• TO DO: Where a line of the records holds the string "ExitCode", copy that line.
++++++++++++++++++++
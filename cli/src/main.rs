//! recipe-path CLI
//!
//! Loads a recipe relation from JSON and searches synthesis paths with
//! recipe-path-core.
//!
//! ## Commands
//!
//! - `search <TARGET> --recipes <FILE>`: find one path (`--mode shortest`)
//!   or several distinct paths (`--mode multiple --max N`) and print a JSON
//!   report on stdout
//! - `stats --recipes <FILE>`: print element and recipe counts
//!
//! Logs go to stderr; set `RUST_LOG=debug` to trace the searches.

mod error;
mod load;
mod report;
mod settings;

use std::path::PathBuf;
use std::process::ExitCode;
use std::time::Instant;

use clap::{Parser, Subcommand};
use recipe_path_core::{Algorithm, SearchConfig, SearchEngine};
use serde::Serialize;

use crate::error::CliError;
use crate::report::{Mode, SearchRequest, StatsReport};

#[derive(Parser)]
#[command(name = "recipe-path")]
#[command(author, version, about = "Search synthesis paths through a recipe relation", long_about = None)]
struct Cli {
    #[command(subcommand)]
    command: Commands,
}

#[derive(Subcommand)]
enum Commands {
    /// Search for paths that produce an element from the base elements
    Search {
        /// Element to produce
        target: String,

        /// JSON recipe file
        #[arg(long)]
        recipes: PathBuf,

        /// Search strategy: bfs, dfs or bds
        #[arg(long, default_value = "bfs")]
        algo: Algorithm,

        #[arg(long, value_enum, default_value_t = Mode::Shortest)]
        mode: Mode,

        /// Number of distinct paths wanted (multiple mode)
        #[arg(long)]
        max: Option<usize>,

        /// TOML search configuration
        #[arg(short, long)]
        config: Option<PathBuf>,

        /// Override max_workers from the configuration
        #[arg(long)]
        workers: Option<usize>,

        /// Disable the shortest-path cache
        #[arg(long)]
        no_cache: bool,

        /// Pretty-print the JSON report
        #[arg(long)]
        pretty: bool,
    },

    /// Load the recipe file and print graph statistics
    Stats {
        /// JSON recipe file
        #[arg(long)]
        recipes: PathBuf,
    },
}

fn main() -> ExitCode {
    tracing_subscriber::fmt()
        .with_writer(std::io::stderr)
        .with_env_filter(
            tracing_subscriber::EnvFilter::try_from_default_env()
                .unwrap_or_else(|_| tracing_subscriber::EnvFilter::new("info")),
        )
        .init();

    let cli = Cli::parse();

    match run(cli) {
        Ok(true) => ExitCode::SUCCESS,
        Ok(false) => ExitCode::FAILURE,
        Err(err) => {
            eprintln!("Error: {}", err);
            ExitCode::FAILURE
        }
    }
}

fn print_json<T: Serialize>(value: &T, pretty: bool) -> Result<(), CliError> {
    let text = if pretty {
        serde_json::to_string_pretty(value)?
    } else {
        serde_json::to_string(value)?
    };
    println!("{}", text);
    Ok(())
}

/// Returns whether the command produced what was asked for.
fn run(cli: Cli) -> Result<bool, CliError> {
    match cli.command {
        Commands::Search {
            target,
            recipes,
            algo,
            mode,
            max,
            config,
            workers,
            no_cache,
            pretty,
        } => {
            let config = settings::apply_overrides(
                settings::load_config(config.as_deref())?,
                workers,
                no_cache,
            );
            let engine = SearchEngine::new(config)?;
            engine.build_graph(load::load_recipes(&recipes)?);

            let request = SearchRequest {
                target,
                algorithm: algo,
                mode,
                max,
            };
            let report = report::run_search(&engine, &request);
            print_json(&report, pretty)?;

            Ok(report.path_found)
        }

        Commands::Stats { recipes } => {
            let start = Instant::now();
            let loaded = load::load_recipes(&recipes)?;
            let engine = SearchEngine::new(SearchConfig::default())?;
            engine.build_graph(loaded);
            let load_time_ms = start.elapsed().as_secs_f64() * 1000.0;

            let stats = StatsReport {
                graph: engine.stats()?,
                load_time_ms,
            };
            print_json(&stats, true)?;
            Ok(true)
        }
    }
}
++++++++++++++++++++
• OUTPUT BELOW:
use std::process::ExitCode;
fn main() -> ExitCode {
        Ok(true) => ExitCode::SUCCESS,
        Ok(false) => ExitCode::FAILURE,
            ExitCode::FAILURE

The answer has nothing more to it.